- [What you are asked to do]: Look through the lines below, find those with the word "Timestamp", and copy them.

---------- Stored data ----------

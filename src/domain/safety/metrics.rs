//! Operational health metrics for one session.

use serde::{Deserialize, Serialize};

use crate::domain::foundation::{Confidence, Timestamp};

/// Counters the safety monitor accumulates across operations.
///
/// `confidence_drift` tracks how far the most recent operation's
/// confidence sits from the expected baseline; it is a last-value gauge,
/// not an average, so one wild result surfaces immediately.
#[derive(Debug, Clone, PartialEq, Serialize, Deserialize)]
pub struct SafetyMetrics {
    pub error_count: u32,
    pub total_operations: u32,
    pub consecutive_failures: u32,
    pub last_successful_operation: Option<Timestamp>,
    pub confidence_drift: f64,
    pub data_corruption_count: u32,
}

impl Default for SafetyMetrics {
    fn default() -> Self {
        Self {
            error_count: 0,
            total_operations: 0,
            consecutive_failures: 0,
            last_successful_operation: None,
            confidence_drift: 0.0,
            data_corruption_count: 0,
        }
    }
}

impl SafetyMetrics {
    /// Fraction of operations that failed; 0.0 before any operation.
    pub fn error_rate(&self) -> f64 {
        if self.total_operations == 0 {
            return 0.0;
        }
        f64::from(self.error_count) / f64::from(self.total_operations)
    }

    /// Folds one operation outcome into the counters, measuring drift
    /// against the caller's baseline.
    pub fn record(&mut self, success: bool, confidence: Confidence, baseline: Confidence) {
        self.total_operations += 1;
        self.confidence_drift = confidence.drift_from(baseline);
        if success {
            self.consecutive_failures = 0;
            self.last_successful_operation = Some(Timestamp::now());
        } else {
            self.error_count += 1;
            self.consecutive_failures += 1;
        }
    }
}

#[cfg(test)]
mod tests {
    use super::*;

    #[test]
    fn error_rate_is_zero_before_any_operation() {
        assert_eq!(SafetyMetrics::default().error_rate(), 0.0);
    }

    #[test]
    fn success_resets_consecutive_failures_only() {
        let mut metrics = SafetyMetrics::default();
        metrics.record(false, Confidence::new(0.5), Confidence::BASELINE);
        metrics.record(false, Confidence::new(0.5), Confidence::BASELINE);
        metrics.record(true, Confidence::new(0.8), Confidence::BASELINE);

        assert_eq!(metrics.consecutive_failures, 0);
        assert_eq!(metrics.error_count, 2);
        assert_eq!(metrics.total_operations, 3);
        assert!(metrics.last_successful_operation.is_some());
    }

    #[test]
    fn failures_accumulate_both_counters() {
        let mut metrics = SafetyMetrics::default();
        for _ in 0..4 {
            metrics.record(false, Confidence::new(0.3), Confidence::BASELINE);
        }
        assert_eq!(metrics.consecutive_failures, 4);
        assert_eq!(metrics.error_count, 4);
        assert_eq!(metrics.error_rate(), 1.0);
    }

    #[test]
    fn drift_tracks_the_latest_confidence() {
        let mut metrics = SafetyMetrics::default();
        metrics.record(true, Confidence::new(0.2), Confidence::BASELINE);
        assert!((metrics.confidence_drift - 0.6).abs() < 1e-9);
        metrics.record(true, Confidence::new(0.8), Confidence::BASELINE);
        assert!(metrics.confidence_drift.abs() < 1e-9);
    }

    #[test]
    fn drift_uses_the_supplied_baseline() {
        let mut metrics = SafetyMetrics::default();
        metrics.record(true, Confidence::new(0.2), Confidence::new(0.2));
        assert!(metrics.confidence_drift.abs() < 1e-9);
    }
}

----------

- [Answer for the task]:
use crate::domain::foundation::{Confidence, Timestamp};
    pub last_successful_operation: Option<Timestamp>,
            self.last_successful_operation = Some(Timestamp::now());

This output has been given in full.